── Raw data

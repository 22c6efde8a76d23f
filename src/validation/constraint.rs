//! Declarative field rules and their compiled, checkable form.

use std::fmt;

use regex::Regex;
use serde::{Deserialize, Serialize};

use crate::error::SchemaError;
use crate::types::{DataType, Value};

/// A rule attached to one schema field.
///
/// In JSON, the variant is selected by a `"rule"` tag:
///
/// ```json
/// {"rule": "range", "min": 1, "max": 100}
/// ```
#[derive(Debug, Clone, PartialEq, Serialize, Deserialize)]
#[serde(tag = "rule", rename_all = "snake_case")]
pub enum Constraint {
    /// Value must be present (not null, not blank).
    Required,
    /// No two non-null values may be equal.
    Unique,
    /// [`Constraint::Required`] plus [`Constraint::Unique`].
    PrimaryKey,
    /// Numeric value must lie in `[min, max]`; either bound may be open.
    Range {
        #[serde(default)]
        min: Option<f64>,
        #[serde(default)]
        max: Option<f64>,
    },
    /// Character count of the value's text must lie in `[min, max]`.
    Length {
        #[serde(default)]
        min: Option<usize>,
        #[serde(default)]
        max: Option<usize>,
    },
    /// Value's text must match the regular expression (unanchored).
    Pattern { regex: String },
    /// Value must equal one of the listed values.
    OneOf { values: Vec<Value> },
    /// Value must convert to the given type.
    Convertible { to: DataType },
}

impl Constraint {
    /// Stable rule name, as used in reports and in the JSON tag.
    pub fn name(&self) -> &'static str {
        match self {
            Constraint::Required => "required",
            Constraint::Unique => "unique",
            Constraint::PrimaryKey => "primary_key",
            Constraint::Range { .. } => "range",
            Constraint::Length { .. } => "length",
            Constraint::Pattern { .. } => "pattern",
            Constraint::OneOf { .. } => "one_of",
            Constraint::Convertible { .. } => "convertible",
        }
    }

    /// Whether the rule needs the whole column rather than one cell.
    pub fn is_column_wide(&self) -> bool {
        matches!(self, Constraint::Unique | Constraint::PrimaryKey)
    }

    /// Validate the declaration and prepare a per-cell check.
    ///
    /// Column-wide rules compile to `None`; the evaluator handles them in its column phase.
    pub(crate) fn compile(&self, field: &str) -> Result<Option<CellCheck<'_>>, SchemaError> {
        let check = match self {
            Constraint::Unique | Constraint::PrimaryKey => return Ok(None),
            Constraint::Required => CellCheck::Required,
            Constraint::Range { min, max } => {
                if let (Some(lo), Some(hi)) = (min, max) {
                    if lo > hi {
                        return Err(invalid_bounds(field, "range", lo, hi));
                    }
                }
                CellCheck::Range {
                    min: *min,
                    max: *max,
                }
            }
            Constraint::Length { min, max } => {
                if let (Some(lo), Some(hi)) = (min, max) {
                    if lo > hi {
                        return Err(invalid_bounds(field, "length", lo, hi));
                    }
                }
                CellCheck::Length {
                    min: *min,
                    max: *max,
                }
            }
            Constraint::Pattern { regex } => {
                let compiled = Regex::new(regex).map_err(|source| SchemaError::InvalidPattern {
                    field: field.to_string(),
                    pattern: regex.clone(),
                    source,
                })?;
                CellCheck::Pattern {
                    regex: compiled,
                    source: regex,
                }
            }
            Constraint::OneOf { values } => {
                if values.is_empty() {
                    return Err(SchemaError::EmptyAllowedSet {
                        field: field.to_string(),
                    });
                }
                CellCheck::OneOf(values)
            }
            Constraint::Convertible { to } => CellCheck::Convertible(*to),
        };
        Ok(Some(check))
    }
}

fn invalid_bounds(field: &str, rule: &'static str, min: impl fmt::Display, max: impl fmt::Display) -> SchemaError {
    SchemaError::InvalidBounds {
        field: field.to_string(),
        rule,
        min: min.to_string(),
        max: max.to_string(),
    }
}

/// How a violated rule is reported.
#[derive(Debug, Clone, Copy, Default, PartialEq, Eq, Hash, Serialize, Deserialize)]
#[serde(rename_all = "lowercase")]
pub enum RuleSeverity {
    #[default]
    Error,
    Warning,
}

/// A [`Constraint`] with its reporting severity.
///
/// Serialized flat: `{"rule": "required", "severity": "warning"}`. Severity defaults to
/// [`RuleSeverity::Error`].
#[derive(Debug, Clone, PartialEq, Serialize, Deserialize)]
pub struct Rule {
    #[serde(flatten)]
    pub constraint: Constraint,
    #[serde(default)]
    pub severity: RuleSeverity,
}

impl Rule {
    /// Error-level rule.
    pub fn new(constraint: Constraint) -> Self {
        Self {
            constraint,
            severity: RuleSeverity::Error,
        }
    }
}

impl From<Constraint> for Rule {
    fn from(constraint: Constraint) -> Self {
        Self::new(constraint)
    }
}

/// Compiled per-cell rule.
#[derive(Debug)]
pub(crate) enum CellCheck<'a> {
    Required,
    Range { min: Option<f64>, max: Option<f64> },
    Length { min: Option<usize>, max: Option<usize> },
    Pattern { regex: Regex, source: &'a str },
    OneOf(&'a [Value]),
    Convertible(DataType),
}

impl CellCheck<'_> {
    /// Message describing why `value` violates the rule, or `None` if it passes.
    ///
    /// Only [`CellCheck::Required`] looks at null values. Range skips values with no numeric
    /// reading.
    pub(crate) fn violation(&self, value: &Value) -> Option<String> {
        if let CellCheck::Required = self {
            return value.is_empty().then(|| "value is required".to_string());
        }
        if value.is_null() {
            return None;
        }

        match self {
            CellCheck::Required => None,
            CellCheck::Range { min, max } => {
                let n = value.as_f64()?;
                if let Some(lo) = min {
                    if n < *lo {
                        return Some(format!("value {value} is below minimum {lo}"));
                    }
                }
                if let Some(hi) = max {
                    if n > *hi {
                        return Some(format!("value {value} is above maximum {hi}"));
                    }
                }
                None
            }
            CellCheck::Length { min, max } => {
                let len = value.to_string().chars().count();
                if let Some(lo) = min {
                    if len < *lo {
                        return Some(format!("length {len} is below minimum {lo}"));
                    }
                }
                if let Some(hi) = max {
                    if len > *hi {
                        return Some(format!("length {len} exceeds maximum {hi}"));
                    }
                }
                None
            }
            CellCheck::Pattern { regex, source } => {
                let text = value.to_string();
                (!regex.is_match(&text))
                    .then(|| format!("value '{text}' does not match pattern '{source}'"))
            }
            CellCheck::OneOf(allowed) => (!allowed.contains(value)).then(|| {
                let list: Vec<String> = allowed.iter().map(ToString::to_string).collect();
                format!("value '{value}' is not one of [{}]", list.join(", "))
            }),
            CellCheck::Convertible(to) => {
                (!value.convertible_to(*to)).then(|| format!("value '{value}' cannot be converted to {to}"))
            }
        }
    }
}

────

• Task to carry out
Transcribe the full listing, word for word.

• Finished task
repository 22c6efde8a76d23f
filename src/validation/constraint.rs
//! Declarative field rules and their compiled, checkable form.

use std::fmt;

use regex::Regex;
use serde::{Deserialize, Serialize};

use crate::error::SchemaError;
use crate::types::{DataType, Value};

/// A rule attached to one schema field.
///
/// In JSON, the variant is selected by a `"rule"` tag:
///
/// ```json
/// {"rule": "range", "min": 1, "max": 100}
/// ```
#[derive(Debug, Clone, PartialEq, Serialize, Deserialize)]
#[serde(tag = "rule", rename_all = "snake_case")]
pub enum Constraint {
    /// Value must be present (not null, not blank).
    Required,
    /// No two non-null values may be equal.
    Unique,
    /// [`Constraint::Required`] plus [`Constraint::Unique`].
    PrimaryKey,
    /// Numeric value must lie in `[min, max]`; either bound may be open.
    Range {
        #[serde(default)]
        min: Option<f64>,
        #[serde(default)]
        max: Option<f64>,
    },
    /// Character count of the value's text must lie in `[min, max]`.
    Length {
        #[serde(default)]
        min: Option<usize>,
        #[serde(default)]
        max: Option<usize>,
    },
    /// Value's text must match the regular expression (unanchored).
    Pattern { regex: String },
    /// Value must equal one of the listed values.
    OneOf { values: Vec<Value> },
    /// Value must convert to the given type.
    Convertible { to: DataType },
}

impl Constraint {
    /// Stable rule name, as used in reports and in the JSON tag.
    pub fn name(&self) -> &'static str {
        match self {
            Constraint::Required => "required",
            Constraint::Unique => "unique",
            Constraint::PrimaryKey => "primary_key",
            Constraint::Range { .. } => "range",
            Constraint::Length { .. } => "length",
            Constraint::Pattern { .. } => "pattern",
            Constraint::OneOf { .. } => "one_of",
            Constraint::Convertible { .. } => "convertible",
        }
    }

    /// Whether the rule needs the whole column rather than one cell.
    pub fn is_column_wide(&self) -> bool {
        matches!(self, Constraint::Unique | Constraint::PrimaryKey)
    }

    /// Validate the declaration and prepare a per-cell check.
    ///
    /// Column-wide rules compile to `None`; the evaluator handles them in its column phase.
    pub(crate) fn compile(&self, field: &str) -> Result<Option<CellCheck<'_>>, SchemaError> {
        let check = match self {
            Constraint::Unique | Constraint::PrimaryKey => return Ok(None),
            Constraint::Required => CellCheck::Required,
            Constraint::Range { min, max } => {
                if let (Some(lo), Some(hi)) = (min, max) {
                    if lo > hi {
                        return Err(invalid_bounds(field, "range", lo, hi));
                    }
                }
                CellCheck::Range {
                    min: *min,
                    max: *max,
                }
            }
            Constraint::Length { min, max } => {
                if let (Some(lo), Some(hi)) = (min, max) {
                    if lo > hi {
                        return Err(invalid_bounds(field, "length", lo, hi));
                    }
                }
                CellCheck::Length {
                    min: *min,
                    max: *max,
                }
            }
            Constraint::Pattern { regex } => {
                let compiled = Regex::new(regex).map_err(|source| SchemaError::InvalidPattern {
                    field: field.to_string(),
                    pattern: regex.clone(),
                    source,
                })?;
                CellCheck::Pattern {
                    regex: compiled,
                    source: regex,
                }
            }
            Constraint::OneOf { values } => {
                if values.is_empty() {
                    return Err(SchemaError::EmptyAllowedSet {
                        field: field.to_string(),
                    });
                }
                CellCheck::OneOf(values)
            }
            Constraint::Convertible { to } => CellCheck::Convertible(*to),
        };
        Ok(Some(check))
    }
}

fn invalid_bounds(field: &str, rule: &'static str, min: impl fmt::Display, max: impl fmt::Display) -> SchemaError {
    SchemaError::InvalidBounds {
        field: field.to_string(),
        rule,
        min: min.to_string(),
        max: max.to_string(),
    }
}

/// How a violated rule is reported.
#[derive(Debug, Clone, Copy, Default, PartialEq, Eq, Hash, Serialize, Deserialize)]
#[serde(rename_all = "lowercase")]
pub enum RuleSeverity {
    #[default]
    Error,
    Warning,
}

/// A [`Constraint`] with its reporting severity.
///
/// Serialized flat: `{"rule": "required", "severity": "warning"}`. Severity defaults to
/// [`RuleSeverity::Error`].
#[derive(Debug, Clone, PartialEq, Serialize, Deserialize)]
pub struct Rule {
    #[serde(flatten)]
    pub constraint: Constraint,
    #[serde(default)]
    pub severity: RuleSeverity,
}

impl Rule {
    /// Error-level rule.
    pub fn new(constraint: Constraint) -> Self {
        Self {
            constraint,
            severity: RuleSeverity::Error,
        }
    }
}

impl From<Constraint> for Rule {
    fn from(constraint: Constraint) -> Self {
        Self::new(constraint)
    }
}

/// Compiled per-cell rule.
#[derive(Debug)]
pub(crate) enum CellCheck<'a> {
    Required,
    Range { min: Option<f64>, max: Option<f64> },
    Length { min: Option<usize>, max: Option<usize> },
    Pattern { regex: Regex, source: &'a str },
    OneOf(&'a [Value]),
    Convertible(DataType),
}

impl CellCheck<'_> {
    /// Message describing why `value` violates the rule, or `None` if it passes.
    ///
    /// Only [`CellCheck::Required`] looks at null values. Range skips values with no numeric
    /// reading.
    pub(crate) fn violation(&self, value: &Value) -> Option<String> {
        if let CellCheck::Required = self {
            return value.is_empty().then(|| "value is required".to_string());
        }
        if value.is_null() {
            return None;
        }

        match self {
            CellCheck::Required => None,
            CellCheck::Range { min, max } => {
                let n = value.as_f64()?;
                if let Some(lo) = min {
                    if n < *lo {
                        return Some(format!("value {value} is below minimum {lo}"));
                    }
                }
                if let Some(hi) = max {
                    if n > *hi {
                        return Some(format!("value {value} is above maximum {hi}"));
                    }
                }
                None
            }
            CellCheck::Length { min, max } => {
                let len = value.to_string().chars().count();
                if let Some(lo) = min {
                    if len < *lo {
                        return Some(format!("length {len} is below minimum {lo}"));
                    }
                }
                if let Some(hi) = max {
                    if len > *hi {
                        return Some(format!("length {len} exceeds maximum {hi}"));
                    }
                }
                None
            }
            CellCheck::Pattern { regex, source } => {
                let text = value.to_string();
                (!regex.is_match(&text))
                    .then(|| format!("value '{text}' does not match pattern '{source}'"))
            }
            CellCheck::OneOf(allowed) => (!allowed.contains(value)).then(|| {
                let list: Vec<String> = allowed.iter().map(ToString::to_string).collect();
                format!("value '{value}' is not one of [{}]", list.join(", "))
            }),
            CellCheck::Convertible(to) => {
                (!value.convertible_to(*to)).then(|| format!("value '{value}' cannot be converted to {to}"))
            }
        }
    }
}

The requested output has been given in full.